17th August 2020

Ballad of Birmingham

The poem “Ballad of Birmingham ” is about the bombing of a church in Birmingham, Alabama and the morning before one of four of the little girl’s death. Dudley Randall writes this poem to show us the innocence of the child and how 4 children died from the bombing that day, by the chaos of the world. 

“Mother dear, may i go downtown

 Instead of out to play,

And march the streets of Birmingham

In a freedom March today?”

This quatrain tells us how this little girl is still innocent and sweet by saying “Mother dear may i go downtown?” indicating that she also may be posh. It shows how the little girl wants rights for everyone, and she is willing to go downtown and march on the behalf of her country.

“No, baby, no, you may not go,

For the dogs are fierce and wild,

And clubs and hoses, guns and jails

Arent good for a little child.”

This quatrain has a metaphor in it. Randall has used the word “dogs” to describe the cruel people on the street. “And clubs and hoses, guns and jails, arent good for a little child”, talks about how if you go to the protest then this is what she will experience. For they use the hoses to fire at people and the clubs for hitting them. They use jails for locking people up even at her age. It doesn’t matter how young or how old you are for they don’t care. And they will use guns for killing people. Like her. 

“But, mother, I won’t be alone.

Other children will be with me, 

And march the street of Birmingham

To make our country free.”

In this quatrain she is talking about how she is still a child “Other children will be with me“, and together they will risk their lives to make their country free of the cruelty and racism they experience every day.

`She clawed through bits of glass and brick,

Then lifted out a shoe,

“O here’s the shoes my baby wore.

But, baby, where are you?”

This quatrain switches from narration to dialogue. She is talking out loud to the room and then she also is addressing her child “but baby where are you.” This is a sad quatrain as the little girl dies that day, leaving the mother in hatred like the dogs in the streets. Hatred for the society that she lives in and hatred for the people who killed her little girl.

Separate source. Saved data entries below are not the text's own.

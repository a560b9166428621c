//! Event driver: owns the channels of a server and keeps them moving.
//!
//! # Responsibilities
//! - Register channels per session, each with its own token
//! - Serve the driver site: WebSocket, SSE and long-poll clients
//! - Run the monitor: check, send and receive on every channel
//!
//! # Data Flow
//! ```text
//! application ── post_event ──▶ EventChannel.out_queue ──(monitor)──▶ sockets / streams
//! long-poll POST ─────────────▶ EventChannel (oldest queued event in the response)
//! client messages ─▶ EventChannel.in_queue ──(monitor, pool)──▶ application callback
//! ```

use std::collections::{BTreeMap, HashMap};
use std::sync::atomic::{AtomicBool, Ordering};
use std::sync::{Arc, Mutex, RwLock, Weak};
use std::time::Duration;

use bytes::Bytes;
use futures_util::future::BoxFuture;
use hyper::header;
use hyper::{Method, StatusCode};
use tokio::sync::{watch, Notify};
use tokio::task::JoinHandle;

use crate::config::schema::{EventsConfig, ServerConfig, WebSocketConfig};
use crate::events::brute_force::BruteForceGuard;
use crate::events::channel::{ChannelStatus, EventChannel};
use crate::events::event::{EventCallback, EventType};
use crate::events::long_poll::LongPollRequest;
use crate::events::policy::EventPolicy;
use crate::http::message::HttpMessage;
use crate::http::pool::WorkSubmitter;
use crate::http::server::HttpServer;
use crate::http::site::{ChannelType, SiteHandler};
use crate::lifecycle::Shutdown;
use crate::websocket::handshake::is_websocket_upgrade;
use crate::websocket::socket::AppData;

async fn cancelled(rx: &mut watch::Receiver<bool>) {
    let _ = rx.wait_for(|stopped| *stopped).await;
}

#[derive(Default)]
struct Channels {
    by_number: BTreeMap<u64, Arc<EventChannel>>,
    by_name: HashMap<String, u64>,
    next: u64,
}

pub struct EventDriver {
    config: EventsConfig,
    websocket: WebSocketConfig,
    guard: Arc<BruteForceGuard>,
    wake: Arc<Notify>,
    channels: RwLock<Channels>,
    submitter: RwLock<Option<Weak<dyn WorkSubmitter>>>,
    monitor: Mutex<Option<JoinHandle<()>>>,
    active: AtomicBool,
    me: Weak<EventDriver>,
}

impl std::fmt::Debug for EventDriver {
    fn fmt(&self, f: &mut std::fmt::Formatter<'_>) -> std::fmt::Result {
        f.debug_struct("EventDriver")
            .field("channels", &self.channel_count())
            .field("active", &self.is_active())
            .finish()
    }
}

impl EventDriver {
    pub fn new(config: &ServerConfig) -> Arc<Self> {
        let events = config.events.clone();
        let guard = BruteForceGuard::new(
            Duration::from_secs(events.brute_force_window_secs),
            events.brute_force_max_attempts,
        );
        Arc::new_cyclic(|me| Self {
            config: events,
            websocket: config.websocket.clone(),
            guard: Arc::new(guard),
            wake: Arc::new(Notify::new()),
            channels: RwLock::new(Channels::default()),
            submitter: RwLock::new(None),
            monitor: Mutex::new(None),
            active: AtomicBool::new(false),
            me: me.clone(),
        })
    }

    pub fn is_active(&self) -> bool {
        self.active.load(Ordering::SeqCst)
    }

    /// Route inbound events through this pool.
    pub fn set_submitter(&self, submitter: Weak<dyn WorkSubmitter>) {
        if let Ok(mut slot) = self.submitter.write() {
            *slot = Some(submitter);
        }
    }

    /// Create the driver site on `server` and start the monitor.
    pub async fn register_sites(&self, server: &Arc<HttpServer>, port: u16, base: &str) -> bool {
        let weak: Weak<HttpServer> = Arc::downgrade(server);
        let submitter: Weak<dyn WorkSubmitter> = weak;
        self.set_submitter(submitter);

        let handler = Arc::new(DriverSite {
            driver: self.me.clone(),
        });
        let Some(site) = server
            .create_site(ChannelType::Strong, false, port, base, false, handler)
            .await
        else {
            tracing::error!(port, base = %base, "Event driver site could not be created");
            return false;
        };
        tracing::info!(prefix = %site.prefix(), "Event driver site registered");
        self.start_monitor(server.shutdown());
        true
    }

    /// Start the monitor loop; it ends when `shutdown` triggers.
    pub fn start_monitor(&self, shutdown: &Shutdown) {
        let Ok(mut monitor) = self.monitor.lock() else {
            return;
        };
        if monitor.as_ref().is_some_and(|task| !task.is_finished()) {
            return;
        }
        self.active.store(true, Ordering::SeqCst);
        let interval = Duration::from_millis(self.config.monitor_interval_ms.max(1));
        *monitor = Some(tokio::spawn(run_monitor(
            self.me.clone(),
            Arc::clone(&self.wake),
            interval,
            shutdown.subscribe(),
        )));
    }

    /// Wake the monitor for new inbound or outbound work.
    pub fn incoming_event(&self) {
        self.wake.notify_one();
    }

    /// Channel number for a session, created on first use.
    pub fn register_channel(&self, session: &str) -> u64 {
        let Ok(mut channels) = self.channels.write() else {
            return 0;
        };
        if let Some(number) = channels.by_name.get(&session.to_lowercase()) {
            return *number;
        }
        channels.next += 1;
        let number = channels.next;
        let token = uuid::Uuid::new_v4().to_string();
        let channel = EventChannel::new(
            number,
            session,
            &self.config.cookie_name,
            &token,
            Arc::clone(&self.guard),
            Arc::clone(&self.wake),
        );
        channels.by_name.insert(session.to_lowercase(), number);
        channels.by_number.insert(number, channel);
        tracing::info!(channel = number, session = %session, "Event channel registered");
        number
    }

    /// Close and forget a channel.
    pub fn unregister_channel(&self, number: u64) -> bool {
        let channel = match self.channels.write() {
            Ok(mut channels) => {
                let channel = channels.by_number.remove(&number);
                if let Some(channel) = &channel {
                    channels.by_name.remove(&channel.name().to_lowercase());
                }
                channel
            }
            Err(_) => None,
        };
        match channel {
            Some(channel) => {
                channel.close_channel();
                true
            }
            None => false,
        }
    }

    pub fn channel(&self, number: u64) -> Option<Arc<EventChannel>> {
        self.channels.read().ok()?.by_number.get(&number).cloned()
    }

    pub fn channel_by_name(&self, session: &str) -> Option<Arc<EventChannel>> {
        let channels = self.channels.read().ok()?;
        let number = channels.by_name.get(&session.to_lowercase())?;
        channels.by_number.get(number).cloned()
    }

    fn all_channels(&self) -> Vec<Arc<EventChannel>> {
        self.channels
            .read()
            .map(|c| c.by_number.values().cloned().collect())
            .unwrap_or_default()
    }

    pub fn channel_count(&self) -> usize {
        self.channels.read().map(|c| c.by_number.len()).unwrap_or(0)
    }

    pub fn statuses(&self) -> Vec<ChannelStatus> {
        self.all_channels().iter().map(|c| c.status()).collect()
    }

    /// Cookie a client must present, as `name=token`.
    pub fn cookie_token(&self, number: u64) -> Option<String> {
        self.channel(number).map(|c| c.cookie_token())
    }

    /// Queue an event on a channel. Returns its number, 0 if the channel
    /// does not exist.
    pub fn post_event(
        &self,
        number: u64,
        payload: impl Into<Bytes>,
        sender: Option<&str>,
        event_type: EventType,
        type_name: &str,
    ) -> u64 {
        match self.channel(number) {
            Some(channel) => channel.post_event(payload, sender, event_type, type_name),
            None => {
                tracing::warn!(channel = number, "Event posted to unknown channel");
                0
            }
        }
    }

    pub fn change_event_policy(
        &self,
        number: u64,
        policy: EventPolicy,
        application: Option<EventCallback>,
        data: Option<AppData>,
    ) -> bool {
        self.channel(number)
            .map(|c| c.change_event_policy(policy, application, data))
            .unwrap_or(false)
    }

    pub fn flush_channel(&self, number: u64) -> bool {
        self.channel(number).map(|c| c.flush_channel()).unwrap_or(false)
    }

    fn submitter(&self) -> Option<Arc<dyn WorkSubmitter>> {
        self.submitter.read().ok()?.as_ref()?.upgrade()
    }

    /// One monitor round over every channel. Returns events sent.
    pub fn monitor_pass(&self) -> usize {
        let submitter = self.submitter();
        let mut sent = 0;
        for channel in self.all_channels() {
            channel.check_channel();
            sent += channel.send_channel();
            if let Some(pool) = &submitter {
                channel.receiving(pool.as_ref());
            }
        }
        self.guard.sweep();
        sent
    }

    /// Close every channel and stop the monitor.
    pub fn stop(&self) {
        self.active.store(false, Ordering::SeqCst);
        if let Ok(mut monitor) = self.monitor.lock() {
            if let Some(task) = monitor.take() {
                task.abort();
            }
        }
        let channels = match self.channels.write() {
            Ok(mut channels) => {
                channels.by_name.clear();
                std::mem::take(&mut channels.by_number)
            }
            Err(_) => BTreeMap::new(),
        };
        for channel in channels.values() {
            channel.close_channel();
        }
        tracing::info!(channels = channels.len(), "Event driver stopped");
    }

    /// Serve one request on the driver site. The channel is picked by
    /// the `channel` query parameter.
    pub async fn handle(&self, message: &mut HttpMessage) {
        let Some(session) = message.query_param("channel") else {
            message.set_status(StatusCode::BAD_REQUEST);
            message.set_text("missing channel parameter");
            return;
        };
        let Some(channel) = self.channel_by_name(&session) else {
            message.set_status(StatusCode::NOT_FOUND);
            message.set_text("unknown channel");
            return;
        };
        let cookies = message.cookies();
        let check = self.config.require_auth;

        if is_websocket_upgrade(message.headers()) {
            let socket = match message.accept_websocket(&self.websocket) {
                Ok(socket) => socket,
                Err(e) => {
                    tracing::debug!(channel = %session, error = %e, "WebSocket upgrade refused");
                    message.set_status(StatusCode::BAD_REQUEST);
                    message.set_text(e.to_string());
                    return;
                }
            };
            if !channel.register_new_socket(&cookies, socket, check) {
                message.reject(StatusCode::FORBIDDEN);
            }
            return;
        }

        let wants_stream = message
            .header(header::ACCEPT.as_str())
            .is_some_and(|accept| accept.contains("text/event-stream"));
        if wants_stream && *message.method() == Method::GET {
            // Checked up front: the stream's headers go out as soon as it starts.
            if !channel.admit(&message.sender(), &cookies, check, "sse") {
                message.set_status(StatusCode::FORBIDDEN);
                return;
            }
            let Some(stream) = message.start_event_stream() else {
                return;
            };
            if !channel.register_new_stream(&cookies, Arc::clone(&stream), false) {
                stream.close();
            }
            return;
        }

        if *message.method() == Method::POST {
            let body = match message.json_body().await {
                Ok(body) => body,
                Err(e) => {
                    message.set_status(StatusCode::PAYLOAD_TOO_LARGE);
                    message.set_text(e.to_string());
                    return;
                }
            };
            if let Some(error) = body.error() {
                message.set_status(StatusCode::BAD_REQUEST);
                message.set_text(error.to_string());
                return;
            }
            let request = LongPollRequest::from_json(&body);
            let sender = message.sender();
            match channel.handle_long_polling(&sender, &cookies, &request, check) {
                Some(response) => message.set_json(&response.to_json()),
                None => message.set_status(StatusCode::FORBIDDEN),
            }
            return;
        }

        message.set_status(StatusCode::METHOD_NOT_ALLOWED);
    }
}

async fn run_monitor(
    driver: Weak<EventDriver>,
    wake: Arc<Notify>,
    interval: Duration,
    mut shutdown: watch::Receiver<bool>,
) {
    tracing::debug!(interval_ms = interval.as_millis() as u64, "Event monitor started");
    loop {
        tokio::select! {
            _ = cancelled(&mut shutdown) => break,
            _ = wake.notified() => {}
            _ = tokio::time::sleep(interval) => {}
        }
        let Some(driver) = driver.upgrade() else {
            break;
        };
        driver.monitor_pass();
    }
    tracing::debug!("Event monitor stopped");
}

struct DriverSite {
    driver: Weak<EventDriver>,
}

impl SiteHandler for DriverSite {
    fn handle<'a>(&'a self, message: &'a mut HttpMessage) -> BoxFuture<'a, ()> {
        Box::pin(async move {
            match self.driver.upgrade() {
                Some(driver) => driver.handle(message).await,
                None => message.set_status(StatusCode::SERVICE_UNAVAILABLE),
            }
        })
    }
}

The techniques of Assonance, Alliteration, and Metaphors have been used in this poem. Assonance is the repetition of vowel sounds. For example: when then mother says ” “And march the streets of Birmingham”, and “She raced through the streets of Birmingham.” Alliteration is the occurrence of a letter or sound at the begining of closely connected words. For example: ““fear,” and “fire” and “wet and wild”. A metaphor is where word is uses to describe an object or action but the description is not what that object or description really is. For example when the mum say’s “For the dogs are fierce and wild”. The mother isn’t talking about actual dogs itself but the cruel people in society. “She clawed through bits of glass and brick” is also an example of a metaphor because she doesn’t have claws but she was desperately trying to find her little darling girl but only managed to get her shoe.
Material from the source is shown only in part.